In the U.S. last year, we had 93 percent penetration of mobile into the population, 43 percent 3G penetration into that mobile population, and devices that do those same things. We think that those devices, the unique blend of usability and capability, regardless of the underlying technology that they have in them, will fuel the same type of growth. And just on a population basis, Japan is about one-tenth of the population of the developed western world.
You could make the argument that maybe western consumers are not quite as obsessive as Japanese consumers can be. But there’s a really big market to take advantage of this. So it’s a marathon. We’re very focused on winning the marathon.
GamesBeat: When you’re building things now, what takes most of your investment?
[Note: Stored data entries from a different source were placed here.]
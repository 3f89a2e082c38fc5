//! ATmega128 register level drivers implementing the embedded-hal traits
//! the rest of the firmware is written against.

pub mod gpio;
pub mod timer;
pub mod uart;

// Re-export commonly used types
pub use gpio::board;
pub use gpio::{Input, Output, Pin, Port};
pub use timer::{Delay, Prescaler};
pub use uart::Uart;
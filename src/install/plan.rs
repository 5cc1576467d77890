//! Reconciliation planning: expected artifacts, orphans, and the namespace
//! guard that runs before anything on disk is touched.
use std::collections::BTreeSet;
use std::io;
use std::path::{Path, PathBuf};

use crate::config::Namespace;
use crate::convert::{Artifact, Conversion};
use crate::error::InstallError;
use crate::matrix::{HostTarget, Kind};
use crate::store::{Rejected, Resource};

/// Everything one host run intends to do.
#[derive(Debug, Default)]
pub struct Plan<'a> {
    /// Artifacts to check and, if needed, write.
    pub writes: Vec<&'a Artifact>,
    /// Prefixed entries on disk that no eligible resource claims.
    pub orphans: Vec<PathBuf>,
    /// Kind directories that could not be listed.
    pub list_errors: Vec<InstallError>,
}

impl<'a> Plan<'a> {
    /// Build the plan for `target` from this run's conversions.
    ///
    /// Every eligible resource claims its artifact path, including ones whose
    /// conversion failed, so a previously installed artifact survives a
    /// broken edit instead of being deleted as an orphan.  Files rejected at
    /// load time claim the path their name maps to; a kind directory that
    /// could not be listed at all holds back the orphan sweep for that kind.
    ///
    /// # Errors
    ///
    /// Returns [`InstallError::ReconciliationHazard`] if any planned write or
    /// removal falls outside the namespaced part of the install root.
    pub fn build(
        target: &HostTarget,
        namespace: &Namespace,
        conversions: &'a [(&'a Resource, Conversion)],
        rejected: &[Rejected],
    ) -> Result<Self, InstallError> {
        let mut plan = Self::default();
        let mut claimed = BTreeSet::new();
        let mut held = BTreeSet::new();

        for r in rejected {
            match (r.kind, &r.name) {
                (Some(kind), Some(name)) => {
                    claimed.insert(target.artifact_path(kind, name));
                }
                (Some(kind), None) => {
                    held.insert(kind);
                }
                (None, _) => {}
            }
        }

        for (resource, conversion) in conversions {
            match conversion {
                Conversion::Ready(artifact) => {
                    claimed.insert(artifact.path.clone());
                    plan.writes.push(artifact);
                }
                Conversion::Failed(_) => {
                    claimed.insert(target.artifact_path(resource.kind, &resource.name));
                }
                Conversion::Skipped(_) => {}
            }
        }

        for kind in Kind::ALL.into_iter().filter(|k| !held.contains(k)) {
            let dir = target.kind_dir(kind);
            match namespaced_entries(&dir, namespace) {
                Ok(entries) => plan
                    .orphans
                    .extend(entries.into_iter().filter(|p| !claimed.contains(p))),
                Err(source) => plan.list_errors.push(InstallError::List {
                    path: dir.display().to_string(),
                    source,
                }),
            }
        }
        plan.orphans.sort();

        for path in plan
            .writes
            .iter()
            .map(|a| a.path.as_path())
            .chain(plan.orphans.iter().map(PathBuf::as_path))
        {
            guard(target, namespace, path)?;
        }
        Ok(plan)
    }
}

/// Entries of `dir` whose names carry the namespace prefix.  A missing
/// directory has none.
fn namespaced_entries(dir: &Path, namespace: &Namespace) -> io::Result<Vec<PathBuf>> {
    let entries = match std::fs::read_dir(dir) {
        Ok(entries) => entries,
        Err(e) if e.kind() == io::ErrorKind::NotFound => return Ok(Vec::new()),
        Err(e) => return Err(e),
    };
    let mut found = Vec::new();
    for entry in entries {
        let entry = entry?;
        if entry
            .file_name()
            .to_str()
            .is_some_and(|name| namespace.owns(name))
        {
            found.push(entry.path());
        }
    }
    Ok(found)
}

/// Refuse any path that is not a namespaced entry directly inside one of the
/// target's kind directories.
fn guard(target: &HostTarget, namespace: &Namespace, path: &Path) -> Result<(), InstallError> {
    let hazard = |reason: String| InstallError::ReconciliationHazard {
        path: path.display().to_string(),
        reason,
    };

    let in_kind_dir = path
        .parent()
        .is_some_and(|parent| Kind::ALL.iter().any(|k| parent == target.kind_dir(*k)));
    if !in_kind_dir {
        return Err(hazard(format!(
            "not inside a kind directory of {}",
            target.install_root.display()
        )));
    }

    let owned = path
        .file_name()
        .and_then(|n| n.to_str())
        .is_some_and(|name| namespace.owns(name));
    if !owned {
        return Err(hazard(format!(
            "name lacks namespace prefix '{}'",
            namespace.prefix()
        )));
    }
    Ok(())
}
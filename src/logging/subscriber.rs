//! Tracing subscriber setup: console formatter, file layer, and initialisation.
use std::fs;
use std::io::Write as _;
use std::sync::Mutex;

use super::utils::{format_utc_datetime, format_utc_time, log_file_path, strip_ansi};

const STAGE_TARGET: &str = "kitt::stage";
const DRY_RUN_TARGET: &str = "kitt::dry_run";

/// Extracts the `message` field from a [`tracing::Event`].
#[derive(Default)]
struct MessageExtractor {
    message: String,
}

impl tracing::field::Visit for MessageExtractor {
    fn record_debug(&mut self, field: &tracing::field::Field, value: &dyn std::fmt::Debug) {
        if field.name() == "message" {
            self.message = format!("{value:?}");
        }
    }

    fn record_str(&mut self, field: &tracing::field::Field, value: &str) {
        if field.name() == "message" {
            self.message = value.to_string();
        }
    }
}

/// Appends every event to the persistent log file, timestamped and with
/// ANSI codes stripped.  Captures `DEBUG` and above regardless of the
/// console verbosity.
#[derive(Debug)]
pub(super) struct FileLayer {
    file: Mutex<fs::File>,
}

impl FileLayer {
    /// Truncate the log file for `command`, write a run header and open it
    /// for appending.  Returns `None` if the cache directory is unusable.
    pub(super) fn new(command: &str) -> Option<Self> {
        let path = log_file_path(command)?;
        let version =
            option_env!("KITT_VERSION").unwrap_or(concat!("dev-", env!("CARGO_PKG_VERSION")));
        let header = format!(
            "==========================================\n\
             kitt {version} {command} {}\n\
             ==========================================\n",
            format_utc_datetime(),
        );
        fs::write(&path, header).ok()?;
        let file = fs::OpenOptions::new().append(true).open(&path).ok()?;
        Some(Self {
            file: Mutex::new(file),
        })
    }
}

impl<S: tracing::Subscriber> tracing_subscriber::Layer<S> for FileLayer {
    fn on_event(
        &self,
        event: &tracing::Event<'_>,
        _ctx: tracing_subscriber::layer::Context<'_, S>,
    ) {
        let metadata = event.metadata();
        let mut extractor = MessageExtractor::default();
        event.record(&mut extractor);
        let msg = strip_ansi(&extractor.message);
        let ts = format_utc_time();

        let line = match (*metadata.level(), metadata.target()) {
            (tracing::Level::INFO, STAGE_TARGET) => format!("[{ts}] ==> {msg}"),
            (tracing::Level::INFO, DRY_RUN_TARGET) => format!("[{ts}]     [dry run] {msg}"),
            (tracing::Level::ERROR, _) => format!("[{ts}]     [error] {msg}"),
            (tracing::Level::WARN, _) => format!("[{ts}]     [warn] {msg}"),
            (tracing::Level::DEBUG, _) => format!("[{ts}]     [debug] {msg}"),
            _ => format!("[{ts}]     {msg}"),
        };

        if let Ok(mut f) = self.file.lock() {
            writeln!(f, "{line}").ok();
        }
    }
}

/// Console formatter: bold stage arrows, coloured warnings and errors,
/// indented detail lines.
struct ConsoleFormatter;

impl<S, N> tracing_subscriber::fmt::FormatEvent<S, N> for ConsoleFormatter
where
    S: tracing::Subscriber + for<'a> tracing_subscriber::registry::LookupSpan<'a>,
    N: for<'a> tracing_subscriber::fmt::FormatFields<'a> + 'static,
{
    fn format_event(
        &self,
        _ctx: &tracing_subscriber::fmt::FmtContext<'_, S, N>,
        mut writer: tracing_subscriber::fmt::format::Writer<'_>,
        event: &tracing::Event<'_>,
    ) -> std::fmt::Result {
        let metadata = event.metadata();
        let target = metadata.target();
        let mut extractor = MessageExtractor::default();
        event.record(&mut extractor);
        let msg = &extractor.message;

        match *metadata.level() {
            tracing::Level::ERROR => writeln!(writer, "\x1b[31mERROR\x1b[0m {msg}"),
            tracing::Level::WARN => writeln!(writer, "\x1b[33mWARN\x1b[0m  {msg}"),
            tracing::Level::INFO if target == STAGE_TARGET => {
                writeln!(writer, "\x1b[1;34m==>\x1b[0m \x1b[1m{msg}\x1b[0m")
            }
            tracing::Level::INFO if target == DRY_RUN_TARGET => {
                writeln!(writer, "  \x1b[33m[DRY RUN]\x1b[0m {msg}")
            }
            tracing::Level::INFO => writeln!(writer, "  {msg}"),
            _ => writeln!(writer, "  \x1b[2m{msg}\x1b[0m"),
        }
    }
}

/// Initialise the global [`tracing`] subscriber.
///
/// Console output goes to stdout (info and below) and stderr (warnings and
/// errors).  `quiet` limits the console to warnings so stdout carries only
/// machine-readable output.  Everything including `debug` goes to
/// `$XDG_CACHE_HOME/kitt/<command>.log`.  Call once at startup.
pub fn init_subscriber(verbose: bool, quiet: bool, command: &str) {
    use tracing_subscriber::fmt::writer::MakeWriterExt as _;
    use tracing_subscriber::{
        Layer as _, filter::LevelFilter, fmt, layer::SubscriberExt as _,
        util::SubscriberInitExt as _,
    };

    let console_level = if quiet {
        LevelFilter::WARN
    } else if verbose {
        LevelFilter::DEBUG
    } else {
        LevelFilter::INFO
    };

    let make_writer = std::io::stderr
        .with_max_level(tracing::Level::WARN)
        .and(std::io::stdout.with_min_level(tracing::Level::INFO));

    let console_layer = fmt::layer()
        .event_format(ConsoleFormatter)
        .with_writer(make_writer)
        .with_filter(console_level);

    let file_layer = FileLayer::new(command).map(|l| l.with_filter(LevelFilter::DEBUG));

    tracing_subscriber::registry()
        .with(console_layer)
        .with(file_layer)
        .init();
}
The network itself…is it built out?
Young: Yeah, the network’s pretty built out. As the network scales there are more capital investments we have to make. We always roll our network over to the cloud, so we sort of operate a private cloud and then roll over to the more public cloud so we can handle peak capacity. If there’s ever a problem we can make sure that the service stays up. As a company, Ngmoco basically operates three business units in the west.
The first would be our first-party studios. We’re creating games that try to take full advantage of what we know about these platforms, what we know about customers, and the learning that we’ve been able to get as part of DeNA. So our own experience, combined with DeNA’s experience, that’s what first-party is about.
We have our third-party teams, which are dedicated to bringing developers to the Mobage platform and offering them the services they need to access audience and maximally monetize.
And then we have the platform itself, which is a blend of hardware and software, infrastructure and technology, that allows people to build titles that target a global audience across multiple platforms. So whether that’s the Mobage stack itself, which you can access through ngCore, or you can now access through a native software development kit (SDK), you can access through Unity, you can access through Unreal, or whether it’s actually using something like ngCore, that allows you to write once and deploy on multiple platforms and automatically get carriage across the network.
And then lastly, traffic management. We are developing the ability to acquire customers effectively, to make sure those customers are high-monetizing customers, and to be able to move them seamlessly around the network. These are all skills that we have and services that we offer to first-party and third-party studios.